• Autor: Paulina Olejniczak-Suchodolska
Posiadam działkę rolną o wielkości kilku hektarów. Chciałem na niej postawić siedlisko. Doprowadziłem do uchwalenia MPZP z zapisem, że można budować siedlisko 60 m od linii brzegowej jeziora. Rada gminy do planu dopisała jednak zakaz podziału działki, plan się uprawomocnił. Ja jednak chciałbym podzielić nieruchomość na mniejsze działki, na co gmina się nie zgadza. Jak mogę podważyć zapis o zakazie podziału działki? Wydaje mi się on niezgodny z prawem.
Wskazać należy, że najnowsze orzecznictwo w istocie stoi na stanowisku, że gminny plan miejscowy nie może zakazywać właścicielowi podziału jego prywatnej nieruchomości, a co najwyżej określić warunki i zasady dokonywania takiego podziału (np. wskazywać, na jakiej maksymalnie wielkości działki można dokonywać podziału itd.).
By móc dokonać podziału, musi Pan zatem zaskarżyć postanowienie rozdziału II pkt 5 miejscowego planu zagospodarowania przestrzennego, który to zapis wskazuje, że nie dopuszcza się dalszego podziału Pana działki.
Niemniej należy pamiętać, że zgodnie z art. 93 ust. 1 ustawy o gospodarce nieruchomościami „podziału nieruchomości można dokonać, jeżeli jest on zgodny z ustaleniami planu miejscowego”. Stosownie do art. 93 ust. 2 zgodność z ustaleniami planu w myśl ust. 1 dotyczy zarówno przeznaczenia terenu, jak i możliwości zagospodarowania wydzielonych działek gruntu. Z art. 93 ust. 4 wynika natomiast, że zgodność proponowanego podziału nieruchomości z ustaleniami planu miejscowego, z wyjątkiem podziałów, o których mowa w art. 95, opiniuje wójt, burmistrz albo prezydent miasta. Opinię tę wyraża się w formie postanowienia, na które przysługuje zażalenie. A zatem prócz zaskarżenia postanowienia trzeba mieć na uwadze to, że sam podział musi być z planem zgodny, tak w kwestii przeznaczenia terenów po podziale, jak i możliwości ich zagospodarowania zgodnie z planem.

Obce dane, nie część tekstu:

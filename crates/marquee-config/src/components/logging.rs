//! Logging configuration

use serde::{Deserialize, Serialize};

/// Log output settings
#[derive(Debug, Clone, PartialEq, Serialize, Deserialize)]
#[serde(default)]
pub struct LoggingConfig {
    /// `tracing_subscriber::EnvFilter` directive, e.g. `info` or
    /// `marquee_web=debug,tower_http=debug`
    pub level: String,
}

impl Default for LoggingConfig {
    fn default() -> Self {
        Self {
            level: "info".to_string(),
        }
    }
}
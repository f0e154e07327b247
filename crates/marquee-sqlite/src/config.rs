//! SQLite connection configuration

use serde::{Deserialize, Serialize};
use std::path::{Path, PathBuf};

const MEMORY_PATH: &str = ":memory:";

/// Connection and PRAGMA settings
#[derive(Debug, Clone, Serialize, Deserialize)]
pub struct SqliteConfig {
    /// Database file, or `:memory:`
    pub path: PathBuf,
    /// Use write-ahead logging (file databases only)
    pub wal_mode: bool,
    /// Enforce foreign keys; link and role tables rely on this
    pub foreign_keys: bool,
    /// How long a statement waits on a locked database
    pub busy_timeout_ms: u32,
    /// PRAGMA cache_size (negative values are KiB)
    pub cache_size: i64,
}

impl SqliteConfig {
    pub fn new(path: impl AsRef<Path>) -> Self {
        Self {
            path: path.as_ref().to_path_buf(),
            ..Default::default()
        }
    }

    /// Private in-memory database, mostly for tests
    pub fn memory() -> Self {
        Self {
            path: PathBuf::from(MEMORY_PATH),
            wal_mode: false,
            ..Default::default()
        }
    }

    pub fn is_memory(&self) -> bool {
        self.path.to_str() == Some(MEMORY_PATH)
    }

    pub fn with_busy_timeout_ms(mut self, busy_timeout_ms: u32) -> Self {
        self.busy_timeout_ms = busy_timeout_ms;
        self
    }
}

impl Default for SqliteConfig {
    fn default() -> Self {
        Self {
            path: PathBuf::from("./data/marquee.db"),
            wal_mode: true,
            foreign_keys: true,
            busy_timeout_ms: 5000,
            cache_size: -2000,
        }
    }
}

#[cfg(test)]
mod tests {
    use super::*;

    #[test]
    fn test_memory_config() {
        let config = SqliteConfig::memory();
        assert!(config.is_memory());
        assert!(config.foreign_keys);
        assert!(!config.wal_mode);
    }

    #[test]
    fn test_file_config_defaults() {
        let config = SqliteConfig::new("/tmp/catalog.db").with_busy_timeout_ms(250);
        assert!(!config.is_memory());
        assert!(config.wal_mode);
        assert_eq!(config.busy_timeout_ms, 250);
    }
}
pub mod init_db;
pub mod serve;

use marquee_config::DatabaseConfig;
use marquee_sqlite::SqliteConfig;

/// SQLite connection settings for the configured database
pub fn sqlite_config(database: &DatabaseConfig) -> SqliteConfig {
    SqliteConfig {
        wal_mode: database.wal_mode,
        ..SqliteConfig::new(&database.path)
    }
    .with_busy_timeout_ms(database.busy_timeout_ms)
}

Jeśli zatem po podziale nieruchomości działki wydzielone będą zgodne z mpzp, to ma Pan prawo, aby ów zapis rozdziału II pkt 5 mpzp zaskarżyć. Zgodnie bowiem z art. 101 ustawy o samorządzie gminnym „każdy, czyj interes prawny lub uprawnienie zostały naruszone uchwałą lub zarządzeniem podjętymi przez organ gminy w sprawie z zakresu administracji publicznej, może zaskarżyć uchwałę lub zarządzenie do sądu administracyjnego”.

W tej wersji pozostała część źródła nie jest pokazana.